Le besoin de contrôler de manière obsessionnelle le téléphone portable qui est à la base de la nomophobie influence la qualité de vie du sujet. Cela se produit parce que vérifier constamment votre téléphone portable déclenche un cercle vicieux dont il est souvent difficile de s’échapper. Cette dernière est comparée à la toxicomanie.

Comment reconnaître la nomophobie

La nomophobie au niveau cérébral via le contrôle du smartphone active la production de dopamine dans le cerveau qui stimule la sensation de plaisir et de satisfaction. Les plus à risque sont adolescents qui font un usage excessif des réseaux sociaux avec lesquels ils ont tendance à interagir et à communiquer en permanence avec les autres et sans lesquels ils ne peuvent pas vivre. Il existe une série de comportements à risque qui peuvent générer de la nomophobie : tout d’abord, l’utilisation prolongée du smartphone et le fait de passer trop d’heures connectées, souvent en se contentant de scroller sans objectif précis.

Sont également préoccupantes les personnes qui ont constamment peur d’avoir un téléphone portable mort et qui, par mesure de précaution, transportent avec elles d’autres appareils ou chargeurs. Ceux qui souffrent de ce syndrome ont tendance à avoir des sautes d’humeur et des états d’anxiété à la simple pensée de perdre leur téléphone portable ou de manquer de crédit ou de gigaoctets disponibles pour se connecter. Ils sont donc embauchés attitudes maniaques de contrôle du téléphone mobile dans le but de vérifier le niveau de la batterie, s’il y a une connexion ou si une notification ou un message est arrivé. Ces comportements peuvent déclencher troubles physiologiques déterminés tels qu’un rythme cardiaque rapide, un essoufflement, des tremblements, des étourdissements, des nausées.

Comment y faire face

Il n’existe pas de traitement spécifique pour la nomophobie. Pour sortir de ce cercle vicieux qui vous pousse à être constamment sur votre téléphone portable et connecté sur les réseaux sociaux, la première étape est d’acquérir le conscience qu’il existe une sorte d’addiction au smartphone. Il conviendrait autodiscipline en fixant des limites et des limites à l’utilisation des appareils. Cela doit se faire progressivement.

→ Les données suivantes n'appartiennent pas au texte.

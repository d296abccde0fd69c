//! Catalog products

use crate::domain::value_objects::{Price, Slug, SlugError};
use crate::domain::{CategoryId, ProductId};

#[derive(Clone, Debug, PartialEq, Eq)]
pub struct Product {
    pub id: ProductId,
    pub title: String,
    pub slug: Slug,
    pub price: Price,
    pub description: String,
    /// Path relative to the media root, e.g. `images/phone.png`.
    pub image: String,
    pub category_id: CategoryId,
}

#[derive(Clone, Debug, PartialEq, Eq)]
pub struct NewProduct {
    pub title: String,
    pub slug: Slug,
    pub price: Price,
    pub description: String,
    pub image: String,
    pub category_id: CategoryId,
}

impl NewProduct {
    pub fn new(title: impl Into<String>, category_id: CategoryId, description: impl Into<String>, price: Price, image: impl Into<String>) -> Result<Self, SlugError> {
        let title = title.into();
        let slug = Slug::from_title(&title)?;
        Ok(Self { title, slug, price, description: description.into(), image: image.into(), category_id })
    }
}

/// Editable product fields. The slug stays what it was at creation.
#[derive(Clone, Debug, PartialEq, Eq)]
pub struct ProductChanges {
    pub title: String,
    pub category_id: CategoryId,
    pub description: String,
    pub price: Price,
}

impl Product {
    pub const MAX_TITLE_CHARS: usize = 100;
    pub const MAX_DESCRIPTION_CHARS: usize = 300;

    pub fn apply(&mut self, changes: ProductChanges) {
        self.title = changes.title;
        self.category_id = changes.category_id;
        self.description = changes.description;
        self.price = changes.price;
    }
}

#[derive(Clone, Copy, Debug, Default, PartialEq, Eq)]
pub enum ProductOrder { #[default] Id, PriceAscending, PriceDescending }

/// Listing criteria. Text filters are case-insensitive substring matches.
#[derive(Clone, Debug, Default, PartialEq, Eq)]
pub struct ProductFilter {
    pub category_id: Option<CategoryId>,
    pub title_contains: Option<String>,
    pub description_contains: Option<String>,
    pub order: ProductOrder,
}

impl ProductFilter {
    pub fn matches(&self, product: &Product) -> bool {
        fn contains(haystack: &str, needle: &Option<String>) -> bool {
            needle.as_ref().map_or(true, |n| haystack.to_lowercase().contains(&n.to_lowercase()))
        }
        self.category_id.map_or(true, |id| product.category_id == id)
            && contains(&product.title, &self.title_contains)
            && contains(&product.description, &self.description_contains)
    }
}
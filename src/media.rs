//! Product image files under the media root.

use std::path::PathBuf;

use tokio::fs;
use tracing::{debug, warn};

const IMAGE_DIR: &str = "images";

#[derive(Clone, Debug)]
pub struct MediaStorage {
    root: PathBuf,
}

impl MediaStorage {
    pub fn new(root: impl Into<PathBuf>) -> Self { Self { root: root.into() } }

    /// Writes an uploaded image and returns its path relative to the root.
    /// An existing file with the same name gets a random suffix instead of being replaced.
    pub async fn save_image(&self, file_name: &str, bytes: &[u8]) -> std::io::Result<String> {
        let dir = self.root.join(IMAGE_DIR);
        fs::create_dir_all(&dir).await?;

        let mut name = sanitize(file_name);
        if fs::try_exists(dir.join(&name)).await? {
            name = with_suffix(&name, &uuid::Uuid::new_v4().simple().to_string()[..7]);
        }
        fs::write(dir.join(&name), bytes).await?;
        debug!(file = %name, size = bytes.len(), "stored image");
        Ok(format!("{IMAGE_DIR}/{name}"))
    }

    /// Best effort: a missing file is not an error.
    pub async fn remove(&self, relative: &str) {
        if relative.is_empty() { return; }
        if let Err(e) = fs::remove_file(self.root.join(relative)).await {
            if e.kind() != std::io::ErrorKind::NotFound {
                warn!(file = %relative, error = %e, "could not remove image");
            }
        }
    }
}

/// Keeps the base name only, with anything outside `[A-Za-z0-9._-]` replaced.
fn sanitize(file_name: &str) -> String {
    let base = file_name.rsplit(['/', '\\']).next().unwrap_or_default();
    let cleaned: String = base
        .chars()
        .map(|c| if c.is_ascii_alphanumeric() || matches!(c, '.' | '_' | '-') { c } else { '_' })
        .collect();
    let cleaned = cleaned.trim_start_matches('.');
    if cleaned.is_empty() { "image".to_string() } else { cleaned.to_string() }
}

fn with_suffix(name: &str, suffix: &str) -> String {
    match name.rsplit_once('.') {
        Some((stem, ext)) => format!("{stem}_{suffix}.{ext}"),
        None => format!("{name}_{suffix}"),
    }
}

#[cfg(test)]
mod tests {
    use super::*;

    #[test]
    fn test_sanitize() {
        assert_eq!(sanitize("../../etc/passwd"), "passwd");
        assert_eq!(sanitize("C:\\photos\\my phone.png"), "my_phone.png");
        assert_eq!(sanitize(".hidden"), "hidden");
        assert_eq!(sanitize(""), "image");
    }

    #[tokio::test]
    async fn test_save_and_remove() {
        let dir = tempfile::tempdir().unwrap();
        let media = MediaStorage::new(dir.path());

        let first = media.save_image("phone.png", b"one").await.unwrap();
        assert_eq!(first, "images/phone.png");
        let second = media.save_image("phone.png", b"two").await.unwrap();
        assert_ne!(first, second);
        assert!(second.starts_with("images/phone_") && second.ends_with(".png"));
        assert_eq!(std::fs::read(dir.path().join(&first)).unwrap(), b"one");

        media.remove(&second).await;
        assert!(!dir.path().join(&second).exists());
        media.remove("images/never-there.png").await;
    }
}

Vous pouvez commencer par vous forcer à rester déconnecté de votre téléphone portable pendant une courte période qui augmentera ensuite dans les jours suivants. Ce temps passé loin de votre téléphone portable peut être utilisé de manière qualitative en vous consacrant à une activité qui vous fait du bien comme lire un livre, dessiner, écrire, jouer d’un instrument ou rencontrer un ami en personne : cela vous permet de distrayez votre esprit et concentrez-le sur quelque chose qui peut nous faire du bien en augmentant notre sentiment d’efficacité personnelle et notre estime de soi.

Ce serait une bonne habitude de garder votre téléphone portable dans votre sac lorsque vous rencontrez un ami, un parent ou un membre de votre famille, en vous concentrant sur la conversation dans la « dimension ici et maintenant », loin des distractions que le téléphone portable peut apporter avec le arrivée potentielle de notifications. Au travail ou lorsque vous ne le jugez pas nécessaire, il est conseillé de désactiver la connexion de données.